Hamstring Training Tips and Tricks
Are your hamstrings hindering your overall leg development, strength and leg balance? Did you know that you can increase your squat up to 25% just by developing your hamstrings with proper hamstring training techniques?
The truth is that many people don’t have the slightest clue how to properly train their hamstrings for development, growth, or strength. It’s time to break out of the norm, push the sissy exercises aside and get to some real hamstring training.
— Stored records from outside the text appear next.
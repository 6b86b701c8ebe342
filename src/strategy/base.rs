//! Shared strategy machinery.
//!
//! - `ScoreWeights` / `health_score`: the fallback fairness/health signal
//!   several strategies use
//! - `linear_slope`, `pick_highest`, `pick_lowest`, `pick_least_busy`:
//!   selection helpers
//! - `SelectionStats`: attempt/success/failure/latency accumulator
//! - `StrategyHandle`: wraps a strategy with timing, failure counting and
//!   `worker-selected` / `selection-error` / `assignment-failed` events

use std::collections::HashSet;
use std::time::{Duration, Instant};

use ordered_float::OrderedFloat;
use tracing::{debug, warn};

use crate::events::{EventBus, PoolEvent};
use crate::scheduler::{Task, TaskOutcome, WorkerDirectory, WorkerId, WorkerInfo};

use super::{StrategyMetrics, WorkerStrategy};

/// Uptime beyond this contributes no extra score.
const UPTIME_CAP_SECS: f64 = 24.0 * 60.0 * 60.0;

/// Task counts beyond this contribute no extra score.
const TASK_COUNT_CAP: u64 = 100;

/// Weights of the shared health score.
#[derive(Debug, Clone, Copy, PartialEq)]
pub struct ScoreWeights {
    pub cpu: f64,
    pub memory: f64,
    pub uptime: f64,
    pub task_count: f64,
}

impl Default for ScoreWeights {
    fn default() -> Self {
        Self {
            cpu: -0.5,
            memory: -0.3,
            uptime: 0.1,
            task_count: 0.1,
        }
    }
}

/// Normalised uptime in `[0, 1]`, capped at 24 hours.
pub fn normalize_uptime(uptime: Duration) -> f64 {
    (uptime.as_secs_f64() / UPTIME_CAP_SECS).min(1.0)
}

/// Logarithmic task-count normalisation in `[0, 1]`, capped at 100 tasks.
pub fn normalize_task_count(tasks: u64) -> f64 {
    let capped = tasks.min(TASK_COUNT_CAP) as f64;
    (1.0 + capped).ln() / (1.0 + TASK_COUNT_CAP as f64).ln()
}

/// Weighted health score of a worker. Higher is better.
pub fn health_score(info: &WorkerInfo, weights: &ScoreWeights, now: Instant) -> f64 {
    weights.cpu * (info.cpu / 100.0).clamp(0.0, 1.0)
        + weights.memory * info.memory.fraction()
        + weights.uptime * normalize_uptime(info.uptime(now))
        + weights.task_count * normalize_task_count(info.tasks_processed)
}

/// Least-squares slope of `values` against their index.
pub fn linear_slope(values: &[f64]) -> f64 {
    let n = values.len();
    if n < 2 {
        return 0.0;
    }
    let n_f = n as f64;
    let (mut sum_x, mut sum_y, mut sum_xy, mut sum_xx) = (0.0, 0.0, 0.0, 0.0);
    for (i, y) in values.iter().enumerate() {
        let x = i as f64;
        sum_x += x;
        sum_y += y;
        sum_xy += x * y;
        sum_xx += x * x;
    }
    let denominator = n_f * sum_xx - sum_x * sum_x;
    if denominator.abs() < f64::EPSILON {
        return 0.0;
    }
    (n_f * sum_xy - sum_x * sum_y) / denominator
}

/// Highest-scoring candidate; the first one wins ties.
pub fn pick_highest<I>(candidates: I) -> Option<(WorkerId, f64)>
where
    I: IntoIterator<Item = (WorkerId, f64)>,
{
    let mut best: Option<(WorkerId, f64)> = None;
    for (id, score) in candidates {
        match &best {
            Some((_, best_score)) if OrderedFloat(score) <= OrderedFloat(*best_score) => {}
            _ => best = Some((id, score)),
        }
    }
    best
}

/// Lowest-scoring candidate; the first one wins ties.
pub fn pick_lowest<I>(candidates: I) -> Option<(WorkerId, f64)>
where
    I: IntoIterator<Item = (WorkerId, f64)>,
{
    pick_highest(candidates.into_iter().map(|(id, score)| (id, -score)))
        .map(|(id, score)| (id, -score))
}

/// Least busy candidate by raw cpu. Equal readings go to the healthier
/// worker; the first one wins remaining ties.
pub fn pick_least_busy<'a, I>(candidates: I, now: Instant) -> Option<WorkerId>
where
    I: IntoIterator<Item = &'a WorkerInfo>,
{
    let weights = ScoreWeights::default();
    candidates
        .into_iter()
        .min_by(|a, b| {
            OrderedFloat(a.cpu).cmp(&OrderedFloat(b.cpu)).then_with(|| {
                OrderedFloat(health_score(b, &weights, now))
                    .cmp(&OrderedFloat(health_score(a, &weights, now)))
            })
        })
        .map(|info| info.id.clone())
}

/// Accumulates selection attempts for one strategy instance.
#[derive(Debug, Clone, Default, PartialEq)]
pub struct SelectionStats {
    pub total: u64,
    pub successful: u64,
    pub failed: u64,
    pub total_time: Duration,
}

impl SelectionStats {
    /// Records a selection that produced a worker.
    pub fn record_success(&mut self, elapsed: Duration) {
        self.total += 1;
        self.successful += 1;
        self.total_time += elapsed;
    }

    /// Records a selection that produced nothing or failed.
    pub fn record_failure(&mut self, elapsed: Duration) {
        self.total += 1;
        self.failed += 1;
        self.total_time += elapsed;
    }

    /// Mean selection time in microseconds.
    pub fn average_time_us(&self) -> f64 {
        if self.total == 0 {
            return 0.0;
        }
        self.total_time.as_secs_f64() * 1_000_000.0 / self.total as f64
    }
}

/// A strategy instance plus its shared bookkeeping.
pub struct StrategyHandle {
    strategy: Box<dyn WorkerStrategy>,
    stats: SelectionStats,
    events: EventBus,
}

impl StrategyHandle {
    /// Wraps a strategy.
    pub fn new(strategy: Box<dyn WorkerStrategy>, events: EventBus) -> Self {
        Self {
            strategy,
            stats: SelectionStats::default(),
            events,
        }
    }

    /// Name of the wrapped strategy.
    pub fn name(&self) -> &'static str {
        self.strategy.name()
    }

    /// Passes the worker table to the strategy.
    pub fn initialize(&mut self, workers: &WorkerDirectory) {
        self.strategy.initialize(workers);
    }

    /// Asks the strategy for a worker.
    ///
    /// Never fails: strategy errors and empty answers are counted, turned
    /// into events, and reported as `None`.
    pub fn select_worker(
        &mut self,
        task: &Task,
        available: &[WorkerId],
        workers: &WorkerDirectory,
    ) -> Option<WorkerId> {
        let strategy = self.strategy.name();
        let task_label = task.id_label();

        if available.is_empty() {
            self.stats.record_failure(Duration::ZERO);
            self.events.emit(PoolEvent::AssignmentFailed {
                strategy: strategy.to_string(),
                task_id: task_label,
                reason: "no available workers".to_string(),
            });
            return None;
        }

        let start = Instant::now();
        let result = self.strategy.select(task, available, workers);
        let elapsed = start.elapsed();

        match result {
            Ok(Some(selection)) => {
                let available_set: HashSet<&WorkerId> = available.iter().collect();
                if !available_set.contains(&selection.worker_id) {
                    self.stats.record_failure(elapsed);
                    warn!(
                        strategy = strategy,
                        task_id = %task_label,
                        worker_id = %selection.worker_id,
                        "Strategy selected a worker that is not available"
                    );
                    self.events.emit(PoolEvent::AssignmentFailed {
                        strategy: strategy.to_string(),
                        task_id: task_label,
                        reason: format!("worker {} is not available", selection.worker_id),
                    });
                    return None;
                }

                self.stats.record_success(elapsed);
                debug!(
                    strategy = strategy,
                    task_id = %task_label,
                    worker_id = %selection.worker_id,
                    fallback = selection.fallback,
                    "Worker selected"
                );
                self.events.emit(PoolEvent::WorkerSelected {
                    strategy: strategy.to_string(),
                    task_id: task_label,
                    worker_id: selection.worker_id.clone(),
                    duration_us: elapsed.as_micros() as u64,
                    fallback: selection.fallback,
                });
                Some(selection.worker_id)
            }
            Ok(None) => {
                self.stats.record_failure(elapsed);
                debug!(strategy = strategy, task_id = %task_label, "No suitable worker");
                self.events.emit(PoolEvent::AssignmentFailed {
                    strategy: strategy.to_string(),
                    task_id: task_label,
                    reason: "no suitable worker".to_string(),
                });
                None
            }
            Err(e) => {
                self.stats.record_failure(elapsed);
                warn!(strategy = strategy, task_id = %task_label, error = %e, "Worker selection failed");
                self.events.emit(PoolEvent::SelectionError {
                    strategy: strategy.to_string(),
                    task_id: task_label,
                    error: e.to_string(),
                });
                None
            }
        }
    }

    pub fn on_task_completed(&mut self, worker_id: &WorkerId, task: &Task, outcome: &TaskOutcome) {
        self.strategy.on_task_completed(worker_id, task, outcome);
    }

    pub fn on_worker_added(&mut self, worker_id: &WorkerId, info: &WorkerInfo) {
        self.strategy.on_worker_added(worker_id, info);
    }

    pub fn on_worker_removed(&mut self, worker_id: &WorkerId) {
        self.strategy.on_worker_removed(worker_id);
    }

    pub fn on_worker_metrics(&mut self, worker_id: &WorkerId, info: &WorkerInfo) {
        self.strategy.on_worker_metrics(worker_id, info);
    }

    pub fn maintenance(&mut self, now: Instant) {
        self.strategy.maintenance(now);
    }

    /// Current metrics of the strategy.
    pub fn metrics(&self) -> StrategyMetrics {
        StrategyMetrics {
            name: self.strategy.name().to_string(),
            total_assignments: self.stats.total,
            successful_assignments: self.stats.successful,
            failed_assignments: self.stats.failed,
            average_assignment_time_us: self.stats.average_time_us(),
            details: self.strategy.details(),
        }
    }

    /// Clears counters and learned state.
    pub fn reset(&mut self) {
        self.stats = SelectionStats::default();
        self.strategy.reset();
    }
}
If you are like most lifters, there’s a good chance that you have been not giving your hamstrings the full attention they need. Hamstrings seem to be one of the most neglected muscle groups and this can be for many reasons:
1.) Out of sight out of mind
3.) Failure to train a weak muscle group
4.) Didn’t see any progress after 2 hamstring training sessions
Well-developed hamstrings are a commodity in the gym. Sure, they are wanted by most people, but very few will put in the time and dedication it takes to build a nice set of hamstrings.
If you are planning to compete in a physique competition, then you better start working on those hamstrings. Every back and side pose involves them, and having a great set of hamstrings will give a balanced and polished physique.
Even if your goal is not to step on stage, having well-developed hamstrings can benefit you in many other ways in the gym, such as adding power to deadlifting and squatting movements.
While most people claim to train their hamstrings, they really neglect them in the form of leaving them to just a few sets of leg curls at the end of an intense quads workout. This gives the hamstrings an unfair advantage, as they don’t really get any real quality training.
The muscles of the hamstrings cross the knee and hip joint, allowing you to flex your knee and bend at the hip. Since the hamstring muscle crosses at these two locations, you must train hamstrings using both joint movements to take full advantage of hamstring development.
Let’s build some hamstrings…
The stiff-legged deadlift (SLDL) is a compound exercise and one of the best mass building exercises for the hamstrings. Form is of considerable importance. If you do not have proper form, you can be a victim of injury. Be sure to begin this exercise using light weight until you learn the form.
The SLDL is not a back exercise. Too many people put their lower back into the exercise as they lower the bar. This is wrong. The proper way to do the SLDL is to move the hips back and out of the way as you lower the bar. Lower the bar as far down as comfortable. Don’t force yourself to go lower than you naturally can.
The Romanian deadlift is another good compound ham exercise. Again, form is of essence. While this exercise is similar to the SLDL in the sense that you have to move your hips out of the way, the difference is that you bend the knees a little more so they are not “stiff” throughout the movement.
Hamstring curls put more emphasis on the lower portion of your hamstrings. You won’t build large hamstring with just curls, but they do have their place in quality hamstring training. Lee Haney, 8X Mr. Olympia over at flexonline.com tells us, “Your leg workout should have at least one curling movement to go with stiff-leg deadlifts if you want to ensure complete hamstring development.”
Curls can be done lying, standing, or the seated position. The challenge in hamstring curls is keeping the focus on the hamstrings and not using your glutes or calves to move the weight.
Hamstring Training Tips:
If your hamstrings are inferior to your quads, give them a training day of their own so you can give them 100% attention.
Always start hamstring training with a compound exercise
Put your hamstring training at the beginning of the week when you are motivated and fresh.